• Assigned task: Go over the material below and report every line that contains the word "struct".

• Data supplied:
------------------------------------------------------------

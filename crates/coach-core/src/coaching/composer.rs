//! Template selection and draft composition.

use std::collections::HashMap;

use chrono::{DateTime, Datelike, Duration, Timelike, Utc};

use crate::coaching::triggers::{format_hour, BehavioralTrigger, Urgency};
use crate::error::{CoachError, CoachResult};
use crate::types::{
    substitute, CoachingMessage, MessagePriority, MessageTemplate, MessageType,
    PersonalizationProfile, PredictionBundle, SegmentMatch, UserRecord,
};

const ENGAGEMENT_WEIGHT: f64 = 0.4;
const SEGMENT_WEIGHT: f64 = 0.3;
const TONE_WEIGHT: f64 = 0.2;
const CONFIDENCE_WEIGHT: f64 = 0.1;
const EXACT_SEGMENT_BONUS: f64 = 0.3;
const UNIVERSAL_SEGMENT_BONUS: f64 = 0.2;

/// Built-in copy for types that must never go unsent for lack of a template.
struct Fallback {
    title: &'static str,
    body: &'static str,
    action: Option<&'static str>,
}

fn fallback_for(message_type: MessageType) -> Option<Fallback> {
    let fallback = match message_type {
        MessageType::StreakRiskWarning => Fallback {
            title: "{user_first_name}, your streak needs you",
            body: "You're on a {current_streak}-day streak. One activity today keeps it alive.",
            action: Some("Log an activity"),
        },
        MessageType::MotivationBoost => Fallback {
            title: "A small step counts, {user_first_name}",
            body: "Even five minutes today moves you forward.",
            action: Some("Get started"),
        },
        MessageType::MilestoneCelebration => Fallback {
            title: "{milestone_days} days in a row!",
            body: "You've shown up for {value_name} {milestone_days} days straight. That's how habits stick.",
            action: None,
        },
        MessageType::ComebackSupport => Fallback {
            title: "Welcome back, {user_first_name}",
            body: "Picking things up again after {gap_days} days takes real commitment.",
            action: Some("Plan today"),
        },
        MessageType::ProgressEncouragement => Fallback {
            title: "You're building something real",
            body: "Your habit is {formation_probability}% of the way to sticking. Keep the rhythm.",
            action: None,
        },
        MessageType::GoalSuggestion => Fallback {
            title: "Ready for a new goal?",
            body: "Based on your progress, try this next: {goal_title}.",
            action: Some("Set goal"),
        },
        _ => return None,
    };
    Some(fallback)
}

/// Per-user inputs for composition.
#[derive(Debug, Clone, Copy)]
pub struct ComposeContext<'a> {
    pub user: &'a UserRecord,
    pub profile: &'a PersonalizationProfile,
    pub predictions: &'a PredictionBundle,
    /// Activities in the analysis window.
    pub activity_count: usize,
    pub now: DateTime<Utc>,
}

/// Builds drafts from triggers and templates.
pub struct MessageComposer<'a> {
    templates: &'a [MessageTemplate],
    fallback_expiry_hours: u32,
}

impl<'a> MessageComposer<'a> {
    pub fn new(templates: &'a [MessageTemplate], fallback_expiry_hours: u32) -> Self {
        Self {
            templates,
            fallback_expiry_hours,
        }
    }

    /// Best eligible template for the type, first in input order on ties.
    pub fn select_template(
        &self,
        message_type: MessageType,
        trigger: &BehavioralTrigger,
        ctx: &ComposeContext<'_>,
    ) -> Option<&'a MessageTemplate> {
        let local = ctx.now.with_timezone(&ctx.profile.tz());
        let age_days = ctx.user.account_age_days(ctx.now);
        let confidence = trigger.confidence();

        let mut best: Option<(&MessageTemplate, f64)> = None;
        for template in self.templates {
            if !template.active || template.message_type != message_type {
                continue;
            }
            let targeting = &template.targeting;
            if age_days < i64::from(targeting.min_account_age_days)
                || ctx.activity_count < targeting.min_activity_count as usize
                || (targeting.premium_only && !ctx.user.is_premium)
                || !template.is_usable_at(local.hour(), local.weekday())
            {
                continue;
            }
            let segment_bonus = match targeting.segment_match(ctx.predictions.user_segment) {
                SegmentMatch::Exact => EXACT_SEGMENT_BONUS,
                SegmentMatch::Universal => UNIVERSAL_SEGMENT_BONUS,
                SegmentMatch::Mismatch => continue,
            };
            let tone_match = if template.tone == ctx.profile.preferred_tone {
                1.0
            } else {
                0.0
            };
            let score = ENGAGEMENT_WEIGHT * template.average_engagement()
                + SEGMENT_WEIGHT * segment_bonus
                + TONE_WEIGHT * tone_match
                + CONFIDENCE_WEIGHT * confidence;
            if best.map_or(true, |(_, top)| score > top) {
                best = Some((template, score));
            }
        }
        best.map(|(template, _)| template)
    }

    /// Compose a pending draft of `message_type` for `trigger`.
    pub fn compose(
        &self,
        trigger: &BehavioralTrigger,
        message_type: MessageType,
        ctx: &ComposeContext<'_>,
    ) -> CoachResult<CoachingMessage> {
        let values = substitution_context(trigger, ctx);

        let (title, body, action_text, action_url, template_id, expiry_hours) =
            match self.select_template(message_type, trigger, ctx) {
                Some(template) => {
                    let rendered = template.render(&values)?;
                    (
                        rendered.title,
                        rendered.body,
                        rendered.action_text,
                        template.action_url.clone(),
                        Some(template.id),
                        template.expiry_hours,
                    )
                }
                None => {
                    let fallback =
                        fallback_for(message_type).ok_or_else(|| CoachError::no_template(message_type))?;
                    (
                        substitute(fallback.title, &values)?,
                        substitute(fallback.body, &values)?,
                        fallback
                            .action
                            .map(|a| substitute(a, &values))
                            .transpose()?,
                        None,
                        None,
                        self.fallback_expiry_hours,
                    )
                }
            };

        let mut draft = CoachingMessage::new(&ctx.user.id, message_type, title, body, ctx.now)
            .with_priority(priority_for(trigger.urgency()))
            .with_tone(ctx.profile.preferred_tone)
            .expires_at(ctx.now + Duration::hours(i64::from(expiry_hours)))
            .with_trigger(trigger.tag(), trigger.confidence());
        if let Some(text) = action_text {
            draft = draft.with_action(text, action_url);
        }
        draft.template_id = template_id;
        Ok(draft)
    }
}

/// Message priority derived from trigger urgency.
pub fn priority_for(urgency: Urgency) -> MessagePriority {
    match urgency {
        Urgency::High => MessagePriority::Urgent,
        Urgency::Medium => MessagePriority::High,
        Urgency::Low => MessagePriority::Medium,
    }
}

/// Keys available to every template: user, predictions, then trigger payload.
fn substitution_context(
    trigger: &BehavioralTrigger,
    ctx: &ComposeContext<'_>,
) -> HashMap<String, String> {
    let p = ctx.predictions;
    let mut values: HashMap<String, String> = [
        ("user_name", ctx.user.display_name.clone()),
        ("user_first_name", ctx.user.first_name().to_string()),
        ("current_streak", p.streak_risk.current_streak.to_string()),
        (
            "formation_probability",
            format!("{:.0}", p.habit_formation.probability),
        ),
        ("peak_hour", format_hour(p.optimal_timing.peak_hour)),
        (
            "peak_day",
            p.optimal_timing
                .peak_day
                .clone()
                .unwrap_or_else(|| "any day".to_string()),
        ),
        ("user_segment", p.user_segment.label().to_string()),
        (
            "this_week_activities",
            p.habit_formation.this_week_activities.to_string(),
        ),
        (
            "last_week_activities",
            p.habit_formation.last_week_activities.to_string(),
        ),
    ]
    .into_iter()
    .map(|(k, v)| (k.to_string(), v))
    .collect();
    values.extend(trigger.context());
    values
}

#[cfg(test)]
mod tests {
    use super::*;
    use crate::error::ErrorCode;
    use crate::types::{MessageStatus, MessageTone, TemplateTargeting, UserSegment};
    use chrono::TimeZone;

    fn now() -> DateTime<Utc> {
        Utc.with_ymd_and_hms(2024, 3, 6, 12, 0, 0).unwrap()
    }

    fn user() -> UserRecord {
        UserRecord::new("u1", "Ada Lovelace", now() - Duration::days(40))
    }

    fn streak() -> BehavioralTrigger {
        BehavioralTrigger::StreakRisk {
            risk_score: 0.9,
            current_streak: 12,
            hours_since_last_activity: 20.0,
        }
    }

    fn ctx<'a>(
        user: &'a UserRecord,
        profile: &'a PersonalizationProfile,
        predictions: &'a PredictionBundle,
    ) -> ComposeContext<'a> {
        ComposeContext {
            user,
            profile,
            predictions,
            activity_count: 10,
            now: now(),
        }
    }

    #[test]
    fn test_fallback_draft() {
        let user = user();
        let profile = PersonalizationProfile::new("u1");
        let mut predictions = PredictionBundle::default();
        predictions.streak_risk.current_streak = 12;
        let composer = MessageComposer::new(&[], 24);
        let draft = composer
            .compose(&streak(), MessageType::StreakRiskWarning, &ctx(&user, &profile, &predictions))
            .unwrap();
        assert_eq!(draft.title, "Ada, your streak needs you");
        assert!(draft.body.contains("12-day streak"));
        assert_eq!(draft.priority, MessagePriority::Urgent);
        assert_eq!(draft.status, MessageStatus::Pending);
        assert_eq!(draft.expires_at, Some(now() + Duration::hours(24)));
        assert_eq!(draft.behavioral_trigger, "streak_risk");
        assert!(draft.template_id.is_none());
    }

    #[test]
    fn test_missing_fallback_is_composition_error() {
        let user = user();
        let profile = PersonalizationProfile::new("u1");
        let predictions = PredictionBundle::default();
        let composer = MessageComposer::new(&[], 24);
        let trigger = BehavioralTrigger::Morning { local_hour: 7 };
        let err = composer
            .compose(&trigger, MessageType::MorningMotivation, &ctx(&user, &profile, &predictions))
            .unwrap_err();
        assert_eq!(err.code(), ErrorCode::CmpNoTemplate);
    }

    #[test]
    fn test_scoring_prefers_segment_and_tone() {
        let user = user();
        let profile = PersonalizationProfile::new("u1");
        let mut predictions = PredictionBundle::default();
        predictions.user_segment = UserSegment::Regular;
        let templates = vec![
            MessageTemplate::new(MessageType::MotivationBoost, "generic", "Generic", "b")
                .with_tone(MessageTone::Direct),
            MessageTemplate::new(MessageType::MotivationBoost, "regular", "Regular", "b")
                .for_segments([UserSegment::Regular]),
            MessageTemplate::new(MessageType::MotivationBoost, "champ", "Champ", "b")
                .for_segments([UserSegment::Champion]),
        ];
        let composer = MessageComposer::new(&templates, 24);
        let chosen = composer
            .select_template(MessageType::MotivationBoost, &streak(), &ctx(&user, &profile, &predictions))
            .unwrap();
        assert_eq!(chosen.name, "regular");
    }

    #[test]
    fn test_ties_keep_first_template() {
        let user = user();
        let profile = PersonalizationProfile::new("u1");
        let predictions = PredictionBundle::default();
        let templates = vec![
            MessageTemplate::new(MessageType::MotivationBoost, "first", "A", "b"),
            MessageTemplate::new(MessageType::MotivationBoost, "second", "B", "b"),
        ];
        let composer = MessageComposer::new(&templates, 24);
        let chosen = composer
            .select_template(MessageType::MotivationBoost, &streak(), &ctx(&user, &profile, &predictions))
            .unwrap();
        assert_eq!(chosen.name, "first");
    }

    #[test]
    fn test_targeting_filters() {
        let user = user();
        let profile = PersonalizationProfile::new("u1");
        let predictions = PredictionBundle::default();
        let templates = vec![
            MessageTemplate::new(MessageType::MotivationBoost, "premium", "P", "b").with_targeting(
                TemplateTargeting {
                    premium_only: true,
                    ..Default::default()
                },
            ),
            MessageTemplate::new(MessageType::MotivationBoost, "veteran", "V", "b").with_targeting(
                TemplateTargeting {
                    min_account_age_days: 100,
                    ..Default::default()
                },
            ),
            MessageTemplate::new(MessageType::MotivationBoost, "busy", "B", "b").with_targeting(
                TemplateTargeting {
                    min_activity_count: 50,
                    ..Default::default()
                },
            ),
            MessageTemplate::new(MessageType::MotivationBoost, "night", "N", "b")
                .with_optimal_hours([22, 23]),
        ];
        let composer = MessageComposer::new(&templates, 24);
        assert!(composer
            .select_template(MessageType::MotivationBoost, &streak(), &ctx(&user, &profile, &predictions))
            .is_none());
    }

    #[test]
    fn test_template_render_and_expiry() {
        let user = user();
        let profile = PersonalizationProfile::new("u1");
        let predictions = PredictionBundle::default();
        let trigger = BehavioralTrigger::Milestone {
            streak_days: 7,
            value_name: Some("Health".to_string()),
        };
        let templates = vec![MessageTemplate::new(
            MessageType::MilestoneCelebration,
            "milestone",
            "{milestone_days} days of {value_name}",
            "Well done, {user_first_name}.",
        )
        .with_expiry_hours(48)
        .with_action("Share it", Some("app://share"))];
        let composer = MessageComposer::new(&templates, 24);
        let draft = composer
            .compose(&trigger, MessageType::MilestoneCelebration, &ctx(&user, &profile, &predictions))
            .unwrap();
        assert_eq!(draft.title, "7 days of Health");
        assert_eq!(draft.body, "Well done, Ada.");
        assert_eq!(draft.priority, MessagePriority::High);
        assert_eq!(draft.expires_at, Some(now() + Duration::hours(48)));
        assert_eq!(draft.action_url.as_deref(), Some("app://share"));
        assert_eq!(draft.template_id, Some(templates[0].id));
    }

    #[test]
    fn test_unknown_key_fails_only_this_draft() {
        let user = user();
        let profile = PersonalizationProfile::new("u1");
        let predictions = PredictionBundle::default();
        let templates = vec![MessageTemplate::new(
            MessageType::MotivationBoost,
            "broken",
            "Hi {nickname}",
            "b",
        )];
        let composer = MessageComposer::new(&templates, 24);
        let err = composer
            .compose(&streak(), MessageType::MotivationBoost, &ctx(&user, &profile, &predictions))
            .unwrap_err();
        assert_eq!(err.code(), ErrorCode::CmpMissingPlaceholder);
    }
}
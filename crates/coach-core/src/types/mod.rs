//! Core types for the coaching engine.

mod message;
mod prediction;
mod profile;
mod query;
mod records;
mod template;

pub use message::*;
pub use prediction::*;
pub use profile::*;
pub use query::*;
pub use records::*;
pub use template::*;
//! coach-providers - Notifier and predictor implementations for the coaching engine.
//!
//! # Supported Providers
//!
//! - **Log** notifier - writes notifications to the tracing log
//! - **Webhook** notifier - signed JSON POST to an HTTP endpoint
//! - **Heuristic** predictor - counts streaks and weekly activity locally
//! - **HTTP** predictor - calls a remote prediction service with retries
//!
//! # Example
//!
//! ```ignore
//! use coach_providers::{NotifierFactory, PredictorFactory};
//!
//! let notifier = NotifierFactory::webhook("https://hooks.example.com/coach")?;
//! let predictor = PredictorFactory::heuristic();
//! ```

mod factory;
mod heuristic;
mod http_predictor;
mod log;
mod webhook;

pub use factory::{parse_provider, NotifierFactory, NotifierProvider, PredictorFactory, PredictorProvider};
pub use heuristic::HeuristicPredictor;
pub use http_predictor::HttpPredictor;
pub use log::LogNotifier;
pub use webhook::{sign_payload, verify_signature, WebhookNotifier, SIGNATURE_HEADER};

// Re-export core types for convenience
pub use coach_core::traits::{Notification, Notifier, NotifierConfig, Predictor, PredictorConfig};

------------------------------------------------------------

• Solution for this task:
struct Fallback {
pub struct ComposeContext<'a> {
pub struct MessageComposer<'a> {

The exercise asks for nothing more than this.